What’s next on your list of short-term goals?
There are numerous things we’re working on. Probably, this year, we’re going to have to focus on two things. One is the interpretation of microarray data, and the other is connecting the central machinery to medical topics like cancer. Most people view the human genome as the core machinery surrounded by regulatory mechanisms. The core machinery is relatively small, the regulatory mechanisms are relatively large, and many medical disorders are in the regulatory mechanisms.
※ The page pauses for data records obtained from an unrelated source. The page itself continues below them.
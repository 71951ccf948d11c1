//! Line splitting shared by forward and backward reads.
//!
//! A line is trusted when it is terminated by `\n`. Whatever follows the last
//! newline is a *fragment*: either the final record of a file written without
//! a trailing newline, or a write that is still in flight.

use std::fs::File;
use std::io::{self, BufRead, BufReader, Read, Seek, SeekFrom};

/// Bytes read per step when scanning backward from the end of a file.
const TAIL_BLOCK: u64 = 4096;

#[derive(Debug, Default, PartialEq)]
pub(crate) struct Segments {
    pub complete: Vec<String>,
    pub fragment: Option<String>,
    /// The fragment is the only non-blank line in the whole file.
    pub fragment_is_sole: bool,
}

impl Segments {
    fn len(&self) -> usize {
        self.complete.len() + usize::from(self.fragment.is_some())
    }
}

fn is_blank(segment: &[u8]) -> bool {
    segment.iter().all(u8::is_ascii_whitespace)
}

fn to_line(segment: &[u8]) -> String {
    String::from_utf8_lossy(segment)
        .trim_end_matches('\r')
        .to_string()
}

/// Splits `bytes` into non-blank lines. With `head_is_cut` the first segment
/// starts mid-line and is discarded.
pub(crate) fn split_segments(bytes: &[u8], head_is_cut: bool) -> Segments {
    let mut parts: Vec<&[u8]> = bytes.split(|b| *b == b'\n').collect();
    if head_is_cut {
        parts.remove(0);
    }

    let fragment = parts.pop().filter(|p| !is_blank(p)).map(to_line);
    let complete: Vec<String> = parts
        .into_iter()
        .filter(|p| !is_blank(p))
        .map(to_line)
        .collect();
    let fragment_is_sole = !head_is_cut && complete.is_empty() && fragment.is_some();

    Segments {
        complete,
        fragment,
        fragment_is_sole,
    }
}

/// Reads every line of `file`.
pub(crate) fn read_all(file: &mut File) -> io::Result<Segments> {
    let mut bytes = Vec::new();
    file.read_to_end(&mut bytes)?;
    Ok(split_segments(&bytes, false))
}

/// Reads the first non-blank line without touching the rest of the file.
pub(crate) fn read_head(file: &mut File) -> io::Result<Segments> {
    let mut reader = BufReader::new(file);
    let mut line = Vec::new();

    loop {
        line.clear();
        if reader.read_until(b'\n', &mut line)? == 0 {
            return Ok(Segments::default());
        }
        if is_blank(&line) {
            continue;
        }
        return Ok(match line.strip_suffix(b"\n") {
            Some(terminated) => Segments {
                complete: vec![to_line(terminated)],
                fragment: None,
                fragment_is_sole: false,
            },
            // nothing but blank lines came before it, and EOF follows
            None => Segments {
                complete: Vec::new(),
                fragment: Some(to_line(&line)),
                fragment_is_sole: true,
            },
        });
    }
}

/// Reads at most `wanted` trailing non-blank lines by scanning backward in
/// fixed-size blocks, so the cost depends on the tail length, not the file
/// length.
pub(crate) fn read_tail(file: &mut File, wanted: usize) -> io::Result<Segments> {
    if wanted == 0 {
        return Ok(Segments::default());
    }

    let mut pos = file.seek(SeekFrom::End(0))?;
    let mut buf: Vec<u8> = Vec::new();

    loop {
        let step = pos.min(TAIL_BLOCK);
        pos -= step;
        file.seek(SeekFrom::Start(pos))?;

        let mut block = vec![0u8; step as usize];
        file.read_exact(&mut block)?;
        block.extend_from_slice(&buf);
        buf = block;

        let mut segments = split_segments(&buf, pos > 0);
        if segments.len() >= wanted || pos == 0 {
            let keep = wanted - usize::from(segments.fragment.is_some());
            let excess = segments.complete.len().saturating_sub(keep);
            segments.complete.drain(..excess);
            return Ok(segments);
        }
    }
}

#[cfg(test)]
mod tests {
    use super::*;
    use std::io::Write;
    use tempdir::TempDir;

    fn file_with(dir: &TempDir, name: &str, content: &[u8]) -> File {
        let path = dir.path().join(name);
        let mut f = File::create(&path).unwrap();
        f.write_all(content).unwrap();
        File::open(&path).unwrap()
    }

    #[test]
    fn test_split_skips_blank_lines_and_keeps_fragment() {
        let segments = split_segments(b"\n100\n\n200\n300", false);
        assert_eq!(segments.complete, vec!["100", "200"]);
        assert_eq!(segments.fragment.as_deref(), Some("300"));
    }

    #[test]
    fn test_split_terminated_has_no_fragment() {
        let segments = split_segments(b"100\r\n200\n", false);
        assert_eq!(segments.complete, vec!["100", "200"]);
        assert_eq!(segments.fragment, None);
    }

    #[test]
    fn test_split_drops_cut_head() {
        let segments = split_segments(b"00\n200\n", true);
        assert_eq!(segments.complete, vec!["200"]);

        let segments = split_segments(b"no newline at all", true);
        assert_eq!(segments, Segments::default());
    }

    #[test]
    fn test_read_tail_legacy_format() {
        let dir = TempDir::new("tail-legacy").unwrap();
        let mut f = file_with(&dir, "idx.txt", b"\n1000\n1060\n1120");
        let segments = read_tail(&mut f, 1).unwrap();
        assert!(segments.complete.is_empty());
        assert_eq!(segments.fragment.as_deref(), Some("1120"));
        assert!(!segments.fragment_is_sole);

        let mut single = file_with(&dir, "single.txt", b"\n1000");
        assert!(read_tail(&mut single, 1).unwrap().fragment_is_sole);
    }

    #[test]
    fn test_read_tail_crosses_block_boundaries() {
        let dir = TempDir::new("tail-blocks").unwrap();
        let mut content = String::new();
        for i in 0..2000 {
            content.push_str(&format!("{}\n", 1_000_000 + i));
        }
        let mut f = file_with(&dir, "idx.txt", content.as_bytes());

        let segments = read_tail(&mut f, 3).unwrap();
        assert_eq!(segments.complete, vec!["1001997", "1001998", "1001999"]);
        assert_eq!(segments.fragment, None);

        let segments = read_tail(&mut f, 1500).unwrap();
        assert_eq!(segments.complete.len(), 1500);
        assert_eq!(segments.complete[0], "1000500");
    }

    #[test]
    fn test_read_tail_short_file_returns_everything() {
        let dir = TempDir::new("tail-short").unwrap();
        let mut f = file_with(&dir, "idx.txt", b"1\n2\n");
        let segments = read_tail(&mut f, 10).unwrap();
        assert_eq!(segments.complete, vec!["1", "2"]);

        let mut empty = file_with(&dir, "empty.txt", b"");
        assert_eq!(read_tail(&mut empty, 1).unwrap(), Segments::default());
    }

    #[test]
    fn test_read_head_skips_leading_blank() {
        let dir = TempDir::new("head").unwrap();
        let mut f = file_with(&dir, "idx.txt", b"\n\n1000\n1060\n");
        let segments = read_head(&mut f).unwrap();
        assert_eq!(segments.complete, vec!["1000"]);

        let mut single = file_with(&dir, "single.txt", b"1000");
        let segments = read_head(&mut single).unwrap();
        assert_eq!(segments.fragment.as_deref(), Some("1000"));
        assert!(segments.fragment_is_sole);
    }
}
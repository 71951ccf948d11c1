//! Data types produced by the aggregation pipeline.

use serde::{Deserialize, Serialize};

/// What a station's average occupancy means.
#[derive(Debug, Clone, Copy, PartialEq)]
pub enum OccupancyClass {
    /// No log file, or a log with no decodable records.
    NoData,
    /// Records exist and the station never held a bike.
    AlwaysEmpty,
    /// Average occupancy over the window, above 0.
    Observed(f64),
}

impl OccupancyClass {
    /// The average, or `None` for [`OccupancyClass::NoData`].
    pub fn average(&self) -> Option<f64> {
        match self {
            OccupancyClass::NoData => None,
            OccupancyClass::AlwaysEmpty => Some(0.0),
            OccupancyClass::Observed(avg) => Some(*avg),
        }
    }
}

/// Everything derived for one station over the collection window.
#[derive(Debug, Clone, PartialEq)]
pub struct StationReport {
    pub station_id: String,
    /// Number of snapshot records in the log, `None` without a log file.
    pub activity: Option<usize>,
    pub occupancy: OccupancyClass,
    /// Mean occupancy per hourly window.
    pub hourly: Vec<f64>,
    /// Log lines skipped as undecodable.
    pub malformed: usize,
}

/// One `id:value` row of the summary file.
#[derive(Debug, Clone, PartialEq, Serialize, Deserialize)]
pub struct StationAverage {
    pub station_id: String,
    pub average: f64,
}
//! Trait for anything that yields bike-share station data.

use crate::gbfs::{StationGeo, StatusFeed};
use anyhow::Result;

/// Abstraction over a station data provider (e.g., a GBFS endpoint pair).
#[async_trait::async_trait]
pub trait StationSource: Send + Sync {
    /// Current status of every station, with the batch timestamp.
    async fn station_status(&self) -> Result<StatusFeed>;

    /// Static location data for every station.
    async fn station_information(&self) -> Result<Vec<StationGeo>>;
}
use super::{BarChart, Renderer, Rgb, ScatterPlot};
use anyhow::Result;
use plotters::prelude::*;
use std::path::PathBuf;
use tracing::info;

/// Writes plots as PNG files into one directory.
pub struct BitmapRenderer {
    out_dir: PathBuf,
    dimensions: (u32, u32),
}

impl BitmapRenderer {
    /// 16x12 inch figures at 120 dpi.
    pub const DEFAULT_DIMENSIONS: (u32, u32) = (1920, 1440);

    pub fn new(out_dir: impl Into<PathBuf>) -> Result<Self> {
        let out_dir = out_dir.into();
        std::fs::create_dir_all(&out_dir)?;
        Ok(Self {
            out_dir,
            dimensions: Self::DEFAULT_DIMENSIONS,
        })
    }
}

fn rgb(color: Rgb) -> RGBColor {
    RGBColor(color.0, color.1, color.2)
}

impl Renderer for BitmapRenderer {
    fn scatter(&self, plot: &ScatterPlot) -> Result<()> {
        let path = self.out_dir.join(&plot.file_name);
        let root = BitMapBackend::new(&path, self.dimensions).into_drawing_area();
        root.fill(&WHITE)?;

        let mut chart = ChartBuilder::on(&root)
            .caption(&plot.title, ("sans-serif", 40))
            .margin(40)
            .x_label_area_size(70)
            .y_label_area_size(100)
            .build_cartesian_2d(plot.bounds.x.clone(), plot.bounds.y.clone())?;

        chart
            .configure_mesh()
            .disable_mesh()
            .x_desc(plot.x_label.as_str())
            .y_desc(plot.y_label.as_str())
            .label_style(("sans-serif", 24))
            .draw()?;

        chart.draw_series(plot.points.iter().map(|p| {
            Circle::new((p.x, p.y), p.radius, rgb(p.color).mix(0.8).filled())
        }))?;

        root.present()?;
        info!(path = %path.display(), points = plot.points.len(), "Scatter plot written");
        Ok(())
    }

    fn bars(&self, bar_chart: &BarChart) -> Result<()> {
        let path = self.out_dir.join(&bar_chart.file_name);
        let root = BitMapBackend::new(&path, self.dimensions).into_drawing_area();
        root.fill(&WHITE)?;

        let count = bar_chart.bars.len();
        let mut chart = ChartBuilder::on(&root)
            .caption(&bar_chart.title, ("sans-serif", 40))
            .margin(40)
            .x_label_area_size(80)
            .y_label_area_size(100)
            .build_cartesian_2d(0..count.max(1), bar_chart.y_range.clone())?;

        chart
            .configure_mesh()
            .disable_mesh()
            .x_labels(count.clamp(1, 30))
            .x_label_formatter(&|idx| {
                bar_chart
                    .bars
                    .get(*idx)
                    .map(|b| b.category.clone())
                    .unwrap_or_default()
            })
            .x_desc(bar_chart.x_label.as_str())
            .y_desc(bar_chart.y_label.as_str())
            .label_style(("sans-serif", 24))
            .draw()?;

        chart.draw_series(bar_chart.bars.iter().enumerate().map(|(i, bar)| {
            Rectangle::new([(i, 0.0), (i + 1, bar.value)], BLUE.filled())
        }))?;

        root.present()?;
        info!(path = %path.display(), bars = count, "Bar chart written");
        Ok(())
    }
}

#[cfg(test)]
mod tests {
    use super::*;
    use crate::plots::{Bar, Bounds, ScatterPoint};
    use std::fs;
    use tempdir::TempDir;

    fn written(dir: &TempDir, name: &str) -> u64 {
        fs::metadata(dir.path().join(name)).map(|m| m.len()).unwrap_or(0)
    }

    fn bar_chart(file_name: &str, bars: Vec<Bar>) -> BarChart {
        BarChart {
            file_name: file_name.to_string(),
            title: "Average Occupancy".to_string(),
            x_label: "Station Number".to_string(),
            y_label: "Average Occupancy".to_string(),
            y_range: 0.0..1.0,
            bars,
        }
    }

    #[test]
    fn test_scatter_writes_png() {
        let tmp = TempDir::new("bitmap-scatter").unwrap();
        let renderer = BitmapRenderer::new(tmp.path().join("diagrams")).unwrap();

        let plot = ScatterPlot {
            file_name: "s.png".to_string(),
            title: "Stations".to_string(),
            x_label: "Longitude".to_string(),
            y_label: "Latitude".to_string(),
            bounds: Bounds {
                x: -71.2..-71.0,
                y: 42.3..42.4,
            },
            points: vec![
                ScatterPoint { x: -71.1, y: 42.35, radius: 8, color: Rgb(255, 0, 0) },
                ScatterPoint { x: -71.05, y: 42.38, radius: 0, color: Rgb(31, 119, 180) },
            ],
        };
        renderer.scatter(&plot).unwrap();

        assert!(written(&tmp, "diagrams/s.png") > 0);
    }

    #[test]
    fn test_bar_charts_write_png_even_when_empty() {
        let tmp = TempDir::new("bitmap-bars").unwrap();
        let renderer = BitmapRenderer::new(tmp.path()).unwrap();

        let bars = vec![
            Bar { category: "1".to_string(), value: 0.42 },
            Bar { category: "2".to_string(), value: 0.0 },
            Bar { category: "10".to_string(), value: 0.9 },
        ];
        renderer.bars(&bar_chart("b.png", bars)).unwrap();
        renderer.bars(&bar_chart("e.png", Vec::new())).unwrap();

        assert!(written(&tmp, "b.png") > 0);
        assert!(written(&tmp, "e.png") > 0);
    }
}
//! The observed collection window, read from the global index.

use crate::errors::LogError;
use crate::store::{AppendLog, IndexEntry, LogRecord, LogState};
use std::num::NonZeroU32;

/// Inclusive span `[start, end]` of Unix seconds covered by a collection run.
#[derive(Debug, Clone, Copy, PartialEq, Eq)]
pub struct TimeWindow {
    pub start: i64,
    pub end: i64,
}

impl TimeWindow {
    pub fn new(start: i64, end: i64) -> Result<Self, LogError> {
        if end < start {
            return Err(LogError::InvertedWindow { start, end });
        }
        Ok(Self { start, end })
    }

    pub fn span(&self) -> i64 {
        self.end - self.start
    }

    /// `ceil(span / width) + 1`, so a single-instant window still has one
    /// bucket.
    pub fn bucket_count(&self, width: NonZeroU32) -> usize {
        let width = i64::from(width.get());
        let full = (self.span() + width - 1) / width;
        full as usize + 1
    }

    /// Index of the bucket holding `timestamp`, clamped into
    /// `0..bucket_count`.
    pub fn bucket_of(&self, timestamp: i64, width: NonZeroU32) -> usize {
        let offset = timestamp - self.start;
        if offset <= 0 {
            return 0;
        }
        let index = (offset / i64::from(width.get())) as usize;
        index.min(self.bucket_count(width) - 1)
    }
}

/// Reads the first and last entries of the index without scanning the
/// entries in between.
#[tracing::instrument(skip(index), fields(path = %index.path().display()))]
pub fn resolve_window(index: &AppendLog<IndexEntry>) -> Result<TimeWindow, LogError> {
    let start = match index.first()? {
        LogState::Missing => return Err(LogError::MissingIndex),
        state => state.into_records().pop().ok_or(LogError::EmptyIndex)?,
    };

    let end = match index.latest()? {
        Some(entry) => entry,
        // Tail lines all unreadable; fall back to a full scan.
        None => index
            .read_all()?
            .into_records()
            .pop()
            .ok_or(LogError::EmptyIndex)?,
    };

    let window = TimeWindow::new(start.sequence(), end.sequence())?;
    tracing::debug!(start = window.start, end = window.end, "Collection window resolved");
    Ok(window)
}

#[cfg(test)]
mod tests {
    use super::*;
    use std::fs;
    use tempdir::TempDir;

    fn width(secs: u32) -> NonZeroU32 {
        NonZeroU32::new(secs).unwrap()
    }

    fn index_with(dir: &TempDir, content: &str) -> AppendLog<IndexEntry> {
        let path = dir.path().join("last_updated.txt");
        fs::write(&path, content).unwrap();
        AppendLog::open(path)
    }

    #[test]
    fn test_single_entry_window_has_one_bucket() {
        let dir = TempDir::new("window-single").unwrap();
        let window = resolve_window(&index_with(&dir, "1000")).unwrap();

        assert_eq!(window, TimeWindow { start: 1000, end: 1000 });
        assert_eq!(window.bucket_count(width(10)), 1);
    }

    #[test]
    fn test_legacy_index_with_blank_first_line() {
        let dir = TempDir::new("window-legacy").unwrap();
        let window = resolve_window(&index_with(&dir, "\n1000\n1060\n1120\n")).unwrap();
        assert_eq!(window, TimeWindow { start: 1000, end: 1120 });
    }

    #[test]
    fn test_cut_off_last_entry_does_not_shorten_window() {
        let dir = TempDir::new("window-cut").unwrap();
        let index = index_with(&dir, "1700000000\n1700000060\n17000");
        let window = resolve_window(&index).unwrap();
        assert_eq!(window, TimeWindow { start: 1700000000, end: 1700000060 });
    }

    #[test]
    fn test_missing_and_empty_index() {
        let dir = TempDir::new("window-missing").unwrap();
        let missing: AppendLog<IndexEntry> = AppendLog::open(dir.path().join("nope.txt"));
        assert!(matches!(resolve_window(&missing), Err(LogError::MissingIndex)));

        let empty = index_with(&dir, "\n\n");
        assert!(matches!(resolve_window(&empty), Err(LogError::EmptyIndex)));
    }

    #[test]
    fn test_inverted_index_is_rejected() {
        let dir = TempDir::new("window-inverted").unwrap();
        let index = index_with(&dir, "2000\n1000\n");
        assert!(matches!(
            resolve_window(&index),
            Err(LogError::InvertedWindow { start: 2000, end: 1000 })
        ));
    }

    #[test]
    fn test_bucket_count_rounds_up() {
        let window = TimeWindow::new(100, 140).unwrap();
        assert_eq!(window.bucket_count(width(10)), 5);

        let window = TimeWindow::new(100, 145).unwrap();
        assert_eq!(window.bucket_count(width(10)), 6);
    }

    #[test]
    fn test_bucket_of_clamps_both_ends() {
        let window = TimeWindow::new(100, 140).unwrap();
        assert_eq!(window.bucket_of(40, width(10)), 0);
        assert_eq!(window.bucket_of(109, width(10)), 0);
        assert_eq!(window.bucket_of(110, width(10)), 1);
        assert_eq!(window.bucket_of(140, width(10)), 4);
        assert_eq!(window.bucket_of(9999, width(10)), 4);
    }
}
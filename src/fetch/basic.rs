use super::HttpClient;
use anyhow::Result;
use async_trait::async_trait;
use std::time::Duration;

pub struct BasicClient(reqwest::Client);

impl BasicClient {
    pub fn new() -> Result<Self> {
        let client = reqwest::Client::builder()
            .timeout(Duration::from_secs(30))
            .connect_timeout(Duration::from_secs(10))
            .build()?;
        Ok(Self(client))
    }
}

#[async_trait]
impl HttpClient for BasicClient {
    async fn execute(&self, req: reqwest::Request) -> reqwest::Result<reqwest::Response> {
        self.0.execute(req).await
    }
}
pub mod station_source;

pub use station_source::StationSource;
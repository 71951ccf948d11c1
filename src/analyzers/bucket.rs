use crate::gbfs::StationSnapshot;
use crate::window::TimeWindow;
use std::num::NonZeroU32;

/// Rebuilds a fixed-cadence occupancy series from a sparse station log.
///
/// Slot `i` covers `[start + i*width, start + (i+1)*width)` and holds the
/// occupancy of the last snapshot falling in it. Snapshots before the window
/// land in slot 0, snapshots after it in the last slot. Empty slots repeat
/// the previous slot; leading empty slots are 0.
pub fn occupancy_series(
    snapshots: &[StationSnapshot],
    window: &TimeWindow,
    width: NonZeroU32,
) -> Vec<f64> {
    let mut slots: Vec<Option<f64>> = vec![None; window.bucket_count(width)];

    for snapshot in snapshots {
        let index = window.bucket_of(snapshot.last_reported, width);
        slots[index] = Some(snapshot.occupancy());
    }

    forward_fill(&slots)
}

/// Replaces each `None` with the most recent preceding value, or 0 when
/// nothing precedes it.
pub fn forward_fill(slots: &[Option<f64>]) -> Vec<f64> {
    let mut carry = 0.0;
    slots
        .iter()
        .map(|slot| {
            if let Some(value) = slot {
                carry = *value;
            }
            carry
        })
        .collect()
}
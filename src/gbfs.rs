//! Station records as served by a GBFS feed and as stored in station logs.
//!
//! A [`StationSnapshot`] deserializes from either the long upstream field
//! names (`station_id`, `last_reported`, ...) or the abbreviated keys used on
//! disk (`s_i`, `l_r`, ...), and always serializes with the abbreviated keys.

use serde::{Deserialize, Deserializer, Serialize};

/// One observation of one station at one instant.
#[derive(Debug, Clone, PartialEq, Serialize, Deserialize)]
pub struct StationSnapshot {
    #[serde(rename = "s_i", alias = "station_id", deserialize_with = "de_station_id")]
    pub station_id: String,
    #[serde(rename = "l_r", alias = "last_reported")]
    pub last_reported: i64,
    #[serde(rename = "n_b_a", alias = "num_bikes_available")]
    pub bikes_available: u32,
    #[serde(rename = "n_d_a", alias = "num_docks_available")]
    pub docks_available: u32,

    // carried through unchanged, never read by aggregation
    #[serde(
        rename = "n_b_d",
        alias = "num_bikes_disabled",
        default,
        skip_serializing_if = "Option::is_none"
    )]
    pub bikes_disabled: Option<u32>,
    #[serde(
        rename = "n_d_d",
        alias = "num_docks_disabled",
        default,
        skip_serializing_if = "Option::is_none"
    )]
    pub docks_disabled: Option<u32>,
    #[serde(
        rename = "i_i",
        alias = "is_installed",
        default,
        skip_serializing_if = "Option::is_none"
    )]
    pub is_installed: Option<serde_json::Value>,
    #[serde(
        rename = "i_ren",
        alias = "is_renting",
        default,
        skip_serializing_if = "Option::is_none"
    )]
    pub is_renting: Option<serde_json::Value>,
    #[serde(
        rename = "i_ret",
        alias = "is_returning",
        default,
        skip_serializing_if = "Option::is_none"
    )]
    pub is_returning: Option<serde_json::Value>,
    #[serde(
        rename = "e_h_a_k",
        alias = "eightd_has_available_keys",
        default,
        skip_serializing_if = "Option::is_none"
    )]
    pub eightd_has_available_keys: Option<serde_json::Value>,
}

impl StationSnapshot {
    /// Minimal snapshot with every optional flag unset.
    pub fn new(station_id: &str, last_reported: i64, bikes: u32, docks: u32) -> Self {
        Self {
            station_id: station_id.to_string(),
            last_reported,
            bikes_available: bikes,
            docks_available: docks,
            bikes_disabled: None,
            docks_disabled: None,
            is_installed: None,
            is_renting: None,
            is_returning: None,
            eightd_has_available_keys: None,
        }
    }

    /// Bikes over total available capacity, in `[0, 1]`.
    ///
    /// A station reporting neither bikes nor docks counts as empty (0).
    pub fn occupancy(&self) -> f64 {
        let capacity = self.bikes_available as u64 + self.docks_available as u64;
        if capacity == 0 {
            0.0
        } else {
            self.bikes_available as f64 / capacity as f64
        }
    }
}

/// Static location data for one station.
#[derive(Debug, Clone, PartialEq, Deserialize)]
pub struct StationGeo {
    #[serde(deserialize_with = "de_station_id")]
    pub station_id: String,
    #[serde(rename = "lat")]
    pub latitude: f64,
    #[serde(rename = "lon")]
    pub longitude: f64,
}

/// The common GBFS wrapper around every feed payload.
#[derive(Debug, Deserialize)]
pub struct Envelope<T> {
    pub last_updated: i64,
    #[serde(default)]
    pub ttl: Option<u32>,
    pub data: T,
}

/// Station list inside a feed, decoded lazily so one bad entry does not
/// reject the whole batch.
#[derive(Debug, Deserialize)]
pub struct RawStations {
    pub stations: Vec<serde_json::Value>,
}

/// A decoded station-status batch.
#[derive(Debug, Clone, PartialEq)]
pub struct StatusFeed {
    pub last_updated: i64,
    pub stations: Vec<StationSnapshot>,
}

/// Decodes each station entry, dropping (and logging) those that do not
/// match `T`.
pub fn decode_stations<T: serde::de::DeserializeOwned>(raw: RawStations, feed: &str) -> Vec<T> {
    raw.stations
        .into_iter()
        .enumerate()
        .filter_map(|(position, value)| match serde_json::from_value(value) {
            Ok(station) => Some(station),
            Err(e) => {
                tracing::warn!(feed, position, error = %e, "Skipping undecodable station entry");
                None
            }
        })
        .collect()
}

fn de_station_id<'de, D: Deserializer<'de>>(deserializer: D) -> Result<String, D::Error> {
    #[derive(Deserialize)]
    #[serde(untagged)]
    enum RawId {
        Text(String),
        Number(i64),
    }

    Ok(match RawId::deserialize(deserializer)? {
        RawId::Text(id) => id,
        RawId::Number(id) => id.to_string(),
    })
}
So your common medical research would focus on signal transduction cascades in the regulatory mechanism.
We’re moving into comparative analysis within eukaryotic organisms, microarray analysis, and probably SNPs too, in a general context. The tools to support the interpretation of SNPs are still not so good in my opinion. We haven’t done good ones yet, either, so I shouldn’t be saying anything; but these are things we look forward to. And actually, we at FIG are not going to do most of it. Within this collaborative effort we’re finding different people developing different tools, and they will integrate them into the Seed. They like the fact that they can take the Seed and build a new system on top of it. So it seems likely that it will be used as a component in a number of more complex systems.